* **WHAT THE EXERCISE ASKS**
The output should be all lines of the entries below in which the word "RustEmbed" occurs.
═══ PROVIDED RECORDS
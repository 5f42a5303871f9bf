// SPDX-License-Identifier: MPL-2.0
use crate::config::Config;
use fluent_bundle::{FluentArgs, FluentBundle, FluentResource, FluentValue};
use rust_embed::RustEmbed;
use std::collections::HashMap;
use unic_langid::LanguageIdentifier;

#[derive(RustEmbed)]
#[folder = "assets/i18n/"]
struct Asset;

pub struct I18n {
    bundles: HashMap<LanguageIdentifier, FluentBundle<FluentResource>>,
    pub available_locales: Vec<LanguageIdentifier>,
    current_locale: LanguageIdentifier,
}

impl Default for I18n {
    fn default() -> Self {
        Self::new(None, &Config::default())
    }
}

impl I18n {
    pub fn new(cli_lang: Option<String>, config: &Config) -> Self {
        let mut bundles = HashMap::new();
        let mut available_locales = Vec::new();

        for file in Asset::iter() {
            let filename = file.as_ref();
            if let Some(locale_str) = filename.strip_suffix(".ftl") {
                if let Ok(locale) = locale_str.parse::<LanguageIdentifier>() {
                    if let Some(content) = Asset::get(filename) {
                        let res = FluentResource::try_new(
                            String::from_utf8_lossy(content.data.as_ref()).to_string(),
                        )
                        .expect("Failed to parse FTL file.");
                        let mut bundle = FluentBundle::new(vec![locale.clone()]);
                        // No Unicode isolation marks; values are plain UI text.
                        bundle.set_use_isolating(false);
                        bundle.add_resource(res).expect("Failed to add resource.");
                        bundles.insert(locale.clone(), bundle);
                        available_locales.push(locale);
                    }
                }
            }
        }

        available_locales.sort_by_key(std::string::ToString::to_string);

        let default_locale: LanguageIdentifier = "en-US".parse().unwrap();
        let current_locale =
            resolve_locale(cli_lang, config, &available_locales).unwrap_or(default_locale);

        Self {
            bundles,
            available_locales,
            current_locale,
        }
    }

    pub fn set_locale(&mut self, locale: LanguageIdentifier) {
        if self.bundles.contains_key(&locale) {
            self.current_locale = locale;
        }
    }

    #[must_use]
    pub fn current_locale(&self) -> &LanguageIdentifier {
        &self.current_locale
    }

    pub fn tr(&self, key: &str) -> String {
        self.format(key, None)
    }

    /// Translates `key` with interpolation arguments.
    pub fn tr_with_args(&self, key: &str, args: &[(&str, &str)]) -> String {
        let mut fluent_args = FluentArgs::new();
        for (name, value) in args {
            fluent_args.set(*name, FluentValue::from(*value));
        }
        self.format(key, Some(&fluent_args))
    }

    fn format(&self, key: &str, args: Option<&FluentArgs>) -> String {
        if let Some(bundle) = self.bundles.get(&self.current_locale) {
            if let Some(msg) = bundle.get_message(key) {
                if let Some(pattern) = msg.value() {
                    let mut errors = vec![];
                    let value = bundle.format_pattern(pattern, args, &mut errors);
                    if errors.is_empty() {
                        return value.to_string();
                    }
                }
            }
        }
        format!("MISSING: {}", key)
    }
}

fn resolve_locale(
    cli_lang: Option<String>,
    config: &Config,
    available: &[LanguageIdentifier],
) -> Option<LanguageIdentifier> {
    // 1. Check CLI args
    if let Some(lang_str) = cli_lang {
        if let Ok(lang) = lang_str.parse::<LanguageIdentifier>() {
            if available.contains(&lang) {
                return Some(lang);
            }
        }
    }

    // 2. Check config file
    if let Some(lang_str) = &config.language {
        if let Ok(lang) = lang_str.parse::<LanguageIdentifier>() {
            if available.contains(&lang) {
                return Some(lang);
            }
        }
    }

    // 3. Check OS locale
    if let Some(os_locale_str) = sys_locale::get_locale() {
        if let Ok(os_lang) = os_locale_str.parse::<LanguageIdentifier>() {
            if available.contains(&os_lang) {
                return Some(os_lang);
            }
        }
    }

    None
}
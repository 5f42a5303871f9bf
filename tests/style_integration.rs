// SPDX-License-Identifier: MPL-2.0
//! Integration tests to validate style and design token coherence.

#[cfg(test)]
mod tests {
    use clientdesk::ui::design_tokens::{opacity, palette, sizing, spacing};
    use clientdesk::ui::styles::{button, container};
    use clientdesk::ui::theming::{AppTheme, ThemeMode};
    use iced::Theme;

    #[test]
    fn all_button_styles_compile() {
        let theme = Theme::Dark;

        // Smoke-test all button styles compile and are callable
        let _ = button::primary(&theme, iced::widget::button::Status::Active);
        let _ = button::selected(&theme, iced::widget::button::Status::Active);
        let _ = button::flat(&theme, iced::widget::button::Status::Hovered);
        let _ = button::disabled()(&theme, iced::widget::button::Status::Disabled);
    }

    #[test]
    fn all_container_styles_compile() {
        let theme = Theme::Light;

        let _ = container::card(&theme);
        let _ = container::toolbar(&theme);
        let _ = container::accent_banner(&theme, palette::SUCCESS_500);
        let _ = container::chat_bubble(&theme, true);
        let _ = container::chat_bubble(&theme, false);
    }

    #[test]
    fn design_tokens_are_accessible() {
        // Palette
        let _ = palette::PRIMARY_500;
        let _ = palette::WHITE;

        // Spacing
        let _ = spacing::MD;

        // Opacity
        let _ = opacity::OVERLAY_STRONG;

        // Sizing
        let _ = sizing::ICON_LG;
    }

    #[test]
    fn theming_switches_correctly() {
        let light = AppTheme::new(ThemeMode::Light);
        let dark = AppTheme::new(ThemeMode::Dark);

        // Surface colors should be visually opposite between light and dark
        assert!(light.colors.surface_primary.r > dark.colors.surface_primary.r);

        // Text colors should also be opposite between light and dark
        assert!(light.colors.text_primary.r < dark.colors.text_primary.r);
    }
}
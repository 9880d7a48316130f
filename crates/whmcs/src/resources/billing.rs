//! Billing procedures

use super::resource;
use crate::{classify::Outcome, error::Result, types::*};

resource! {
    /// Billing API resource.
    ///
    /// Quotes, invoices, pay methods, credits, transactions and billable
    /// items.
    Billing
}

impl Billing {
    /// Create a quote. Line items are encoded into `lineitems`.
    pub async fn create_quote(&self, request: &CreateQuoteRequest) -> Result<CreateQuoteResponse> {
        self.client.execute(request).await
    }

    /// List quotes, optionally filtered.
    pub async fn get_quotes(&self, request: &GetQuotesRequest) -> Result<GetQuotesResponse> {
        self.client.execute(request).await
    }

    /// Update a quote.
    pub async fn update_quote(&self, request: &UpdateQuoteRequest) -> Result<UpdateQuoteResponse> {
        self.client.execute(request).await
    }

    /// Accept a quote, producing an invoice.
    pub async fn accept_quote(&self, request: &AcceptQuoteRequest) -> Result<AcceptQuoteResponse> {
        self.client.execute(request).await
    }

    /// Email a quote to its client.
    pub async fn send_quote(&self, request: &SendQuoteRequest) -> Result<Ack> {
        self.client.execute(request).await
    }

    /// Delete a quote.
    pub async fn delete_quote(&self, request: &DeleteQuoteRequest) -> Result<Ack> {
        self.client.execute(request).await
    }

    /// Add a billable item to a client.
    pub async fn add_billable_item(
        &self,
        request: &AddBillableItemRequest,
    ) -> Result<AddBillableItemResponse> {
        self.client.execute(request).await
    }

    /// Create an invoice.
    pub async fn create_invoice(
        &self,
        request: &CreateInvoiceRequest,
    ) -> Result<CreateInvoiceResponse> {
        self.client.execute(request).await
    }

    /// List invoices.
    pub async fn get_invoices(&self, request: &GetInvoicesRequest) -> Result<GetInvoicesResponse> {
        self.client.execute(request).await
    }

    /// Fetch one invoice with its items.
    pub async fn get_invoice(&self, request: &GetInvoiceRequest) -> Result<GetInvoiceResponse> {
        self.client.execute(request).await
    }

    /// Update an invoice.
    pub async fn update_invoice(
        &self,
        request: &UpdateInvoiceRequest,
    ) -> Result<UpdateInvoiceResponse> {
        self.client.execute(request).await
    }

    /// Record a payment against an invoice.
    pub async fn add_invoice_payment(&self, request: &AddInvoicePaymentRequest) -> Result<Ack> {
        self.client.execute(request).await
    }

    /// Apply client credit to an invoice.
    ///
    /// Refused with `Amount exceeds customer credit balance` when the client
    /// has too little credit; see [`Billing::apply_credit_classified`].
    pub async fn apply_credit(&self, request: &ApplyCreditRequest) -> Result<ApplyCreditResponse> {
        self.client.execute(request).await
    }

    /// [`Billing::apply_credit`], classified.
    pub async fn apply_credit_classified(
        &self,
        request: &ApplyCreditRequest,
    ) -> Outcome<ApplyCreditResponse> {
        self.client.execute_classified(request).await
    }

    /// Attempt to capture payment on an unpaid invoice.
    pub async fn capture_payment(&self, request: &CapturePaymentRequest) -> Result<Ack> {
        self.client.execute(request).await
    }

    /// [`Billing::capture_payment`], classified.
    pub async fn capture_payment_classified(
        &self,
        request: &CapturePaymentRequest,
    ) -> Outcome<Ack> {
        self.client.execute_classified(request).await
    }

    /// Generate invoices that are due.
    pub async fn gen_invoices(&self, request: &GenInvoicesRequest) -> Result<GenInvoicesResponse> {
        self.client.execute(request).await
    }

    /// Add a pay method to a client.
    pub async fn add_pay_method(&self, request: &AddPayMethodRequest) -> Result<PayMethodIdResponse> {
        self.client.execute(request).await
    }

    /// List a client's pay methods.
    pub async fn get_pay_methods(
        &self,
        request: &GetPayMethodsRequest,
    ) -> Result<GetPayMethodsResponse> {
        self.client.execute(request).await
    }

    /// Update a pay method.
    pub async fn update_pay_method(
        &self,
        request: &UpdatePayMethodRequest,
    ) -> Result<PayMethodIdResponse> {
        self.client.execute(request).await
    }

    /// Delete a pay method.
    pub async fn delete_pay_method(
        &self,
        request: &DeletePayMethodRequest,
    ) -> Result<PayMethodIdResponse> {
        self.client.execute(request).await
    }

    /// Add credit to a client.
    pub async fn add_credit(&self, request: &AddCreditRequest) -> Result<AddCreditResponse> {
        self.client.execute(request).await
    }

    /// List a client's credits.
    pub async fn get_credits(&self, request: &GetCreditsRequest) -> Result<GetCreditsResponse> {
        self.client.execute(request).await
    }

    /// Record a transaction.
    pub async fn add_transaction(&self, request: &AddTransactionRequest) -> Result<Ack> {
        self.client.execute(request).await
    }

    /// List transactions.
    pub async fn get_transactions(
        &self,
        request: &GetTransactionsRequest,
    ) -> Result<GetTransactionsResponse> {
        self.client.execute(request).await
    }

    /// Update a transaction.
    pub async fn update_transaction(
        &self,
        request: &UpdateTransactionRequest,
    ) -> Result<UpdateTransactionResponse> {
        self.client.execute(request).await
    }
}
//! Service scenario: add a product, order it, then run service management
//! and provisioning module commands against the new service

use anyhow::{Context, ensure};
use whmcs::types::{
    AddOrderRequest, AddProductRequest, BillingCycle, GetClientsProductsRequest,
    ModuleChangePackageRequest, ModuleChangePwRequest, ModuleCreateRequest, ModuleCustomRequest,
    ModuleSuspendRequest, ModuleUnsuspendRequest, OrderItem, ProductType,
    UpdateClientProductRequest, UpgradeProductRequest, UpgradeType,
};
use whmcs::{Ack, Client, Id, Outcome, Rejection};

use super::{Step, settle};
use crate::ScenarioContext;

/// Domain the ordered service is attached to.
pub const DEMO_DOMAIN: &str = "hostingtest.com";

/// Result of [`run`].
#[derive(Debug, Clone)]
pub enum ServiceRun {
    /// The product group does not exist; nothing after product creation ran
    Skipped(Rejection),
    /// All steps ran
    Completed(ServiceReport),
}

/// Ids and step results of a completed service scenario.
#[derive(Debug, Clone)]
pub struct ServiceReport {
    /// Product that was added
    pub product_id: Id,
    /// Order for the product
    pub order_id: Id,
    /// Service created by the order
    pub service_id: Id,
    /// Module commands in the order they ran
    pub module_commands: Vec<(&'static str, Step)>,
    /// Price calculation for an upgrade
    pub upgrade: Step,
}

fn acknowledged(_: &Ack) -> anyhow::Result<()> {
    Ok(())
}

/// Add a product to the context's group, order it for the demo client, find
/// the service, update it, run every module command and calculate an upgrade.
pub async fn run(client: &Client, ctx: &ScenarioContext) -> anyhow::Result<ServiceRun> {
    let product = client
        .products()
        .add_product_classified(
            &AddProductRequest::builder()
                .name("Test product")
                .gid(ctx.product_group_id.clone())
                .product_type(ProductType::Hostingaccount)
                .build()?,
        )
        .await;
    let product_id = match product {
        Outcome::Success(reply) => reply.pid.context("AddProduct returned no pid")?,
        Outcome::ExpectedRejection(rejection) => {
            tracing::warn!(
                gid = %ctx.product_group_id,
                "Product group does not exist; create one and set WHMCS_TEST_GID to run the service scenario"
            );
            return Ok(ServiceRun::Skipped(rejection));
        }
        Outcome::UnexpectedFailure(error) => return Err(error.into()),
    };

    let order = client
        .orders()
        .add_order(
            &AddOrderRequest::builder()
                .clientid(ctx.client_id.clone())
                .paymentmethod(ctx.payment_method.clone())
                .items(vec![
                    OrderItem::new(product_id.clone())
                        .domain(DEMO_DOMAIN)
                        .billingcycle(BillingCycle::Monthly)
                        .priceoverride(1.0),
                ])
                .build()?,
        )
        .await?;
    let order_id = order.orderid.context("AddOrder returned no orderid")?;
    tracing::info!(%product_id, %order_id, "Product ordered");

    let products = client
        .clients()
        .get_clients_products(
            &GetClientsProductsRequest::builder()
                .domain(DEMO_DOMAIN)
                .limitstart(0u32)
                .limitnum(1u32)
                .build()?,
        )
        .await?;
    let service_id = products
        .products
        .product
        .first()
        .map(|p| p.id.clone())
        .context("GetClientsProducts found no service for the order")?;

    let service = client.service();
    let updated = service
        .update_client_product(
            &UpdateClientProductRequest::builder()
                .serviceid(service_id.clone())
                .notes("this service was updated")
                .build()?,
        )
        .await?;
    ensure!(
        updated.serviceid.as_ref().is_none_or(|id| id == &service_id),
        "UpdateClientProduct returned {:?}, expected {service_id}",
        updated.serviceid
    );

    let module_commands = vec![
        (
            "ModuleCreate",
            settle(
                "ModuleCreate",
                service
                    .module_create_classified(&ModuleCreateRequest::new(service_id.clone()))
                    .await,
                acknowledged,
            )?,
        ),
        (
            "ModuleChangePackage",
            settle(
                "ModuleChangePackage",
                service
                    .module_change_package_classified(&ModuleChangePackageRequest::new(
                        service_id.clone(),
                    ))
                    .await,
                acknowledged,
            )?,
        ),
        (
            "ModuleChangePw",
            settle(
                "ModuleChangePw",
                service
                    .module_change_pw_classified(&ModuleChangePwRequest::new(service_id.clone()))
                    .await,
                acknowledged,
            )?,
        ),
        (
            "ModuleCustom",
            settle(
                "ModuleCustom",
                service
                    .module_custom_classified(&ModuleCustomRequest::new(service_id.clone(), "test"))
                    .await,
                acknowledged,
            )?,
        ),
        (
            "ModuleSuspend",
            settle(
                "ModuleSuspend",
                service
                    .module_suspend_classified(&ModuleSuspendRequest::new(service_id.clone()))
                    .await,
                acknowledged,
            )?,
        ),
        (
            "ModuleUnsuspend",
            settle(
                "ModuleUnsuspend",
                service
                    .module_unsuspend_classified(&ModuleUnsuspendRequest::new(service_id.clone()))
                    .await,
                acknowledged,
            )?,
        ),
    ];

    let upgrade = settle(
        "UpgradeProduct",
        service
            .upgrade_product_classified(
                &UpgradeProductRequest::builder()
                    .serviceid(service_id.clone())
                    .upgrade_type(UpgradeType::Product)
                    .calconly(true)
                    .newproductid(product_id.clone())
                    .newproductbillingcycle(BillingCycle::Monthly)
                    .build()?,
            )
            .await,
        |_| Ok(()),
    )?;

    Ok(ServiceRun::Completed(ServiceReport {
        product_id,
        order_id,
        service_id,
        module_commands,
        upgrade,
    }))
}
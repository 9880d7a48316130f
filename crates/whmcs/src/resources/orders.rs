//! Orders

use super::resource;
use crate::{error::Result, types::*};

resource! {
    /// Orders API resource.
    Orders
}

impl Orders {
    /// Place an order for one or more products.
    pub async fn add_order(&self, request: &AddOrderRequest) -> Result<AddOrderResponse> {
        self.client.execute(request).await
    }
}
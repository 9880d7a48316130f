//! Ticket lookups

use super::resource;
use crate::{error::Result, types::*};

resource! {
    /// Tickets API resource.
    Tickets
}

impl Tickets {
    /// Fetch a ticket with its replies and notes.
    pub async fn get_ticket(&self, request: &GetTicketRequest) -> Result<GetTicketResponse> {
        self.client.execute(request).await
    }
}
══════
* **EXERCISE ANSWER**
use rust_embed::RustEmbed;
#[derive(RustEmbed)]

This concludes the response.